Exercise 10.1 – Direct Proportion: Solved Word Problems Using the Unitary Method
Exercise 10.1 from Chapter 10, "Direct and Inverse Proportions," of Class 8 Mathematics (CBSE, Telangana & Andhra Pradesh syllabus) focuses entirely on direct proportion — situations where two quantities increase or decrease together at the same rate. From the cost of cloth and apples to the speed of trains and the design of microchips, this exercise shows how a single proportionality formula can solve a huge variety of real-life problems.
Direct proportion problems are extremely common in CBSE, Telangana, and Andhra Pradesh board exams, and the technique learned here — setting up a table and applying the proportion formula — is also the foundation for the ratio and proportion concepts used throughout Class 8 and 9.
What Is Direct Proportion?
Two quantities x and y are said to be in direct proportion if they increase or decrease together, and the ratio x/y always stays the same (a constant, usually called k).

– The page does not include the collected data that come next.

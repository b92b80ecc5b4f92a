// Copyright 2024 The Tablewave Authors
//
// Licensed under the Apache License, Version 2.0 (the "License");
// you may not use this file except in compliance with the License.
// You may obtain a copy of the License at
//
//     http://www.apache.org/licenses/LICENSE-2.0
//
// Unless required by applicable law or agreed to in writing, software
// distributed under the License is distributed on an "AS IS" BASIS,
// WITHOUT WARRANTIES OR CONDITIONS OF ANY KIND, either express or implied.
// See the License for the specific language governing permissions and
// limitations under the License.

//! One run produces three timestamped artifacts (the SQL export, the text
//! report, the log file); all three share the same `YYYYMMDD_HHMMSS` token
//! so an operator can correlate them.

use chrono::{DateTime, Utc};

pub fn format_run_timestamp(now: DateTime<Utc>) -> String {
    now.format("%Y%m%d_%H%M%S").to_string()
}

#[cfg(test)]
mod tests {
    use super::*;
    use chrono::TimeZone;

    #[test]
    fn formats_as_compact_local_style_stamp() {
        let ts = Utc.with_ymd_and_hms(2026, 7, 30, 9, 5, 3).unwrap();
        assert_eq!(format_run_timestamp(ts), "20260730_090503");
    }
}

This relationship is written as x ∝ y, read as "x is directly proportional to y."
If x ∝ y, then x/y = k (a constant)
If x₁ and y₁ are one pair of corresponding values, and x₂ and y₂ are another pair of corresponding values for the same two quantities, the direct proportion relationship gives us a very useful equation:
x₁/y₁ = x₂/y₂
Exercise 10.1 – Solved Questions, Step by Step
Given that 5 metres of cloth costs ₹210, as the length of cloth increases, the cost increases too — so length and cost are in direct proportion. For each part, the formula x₁/y₁ = x₂/y₂ is applied with x₁ = 5 and y₁ = 210.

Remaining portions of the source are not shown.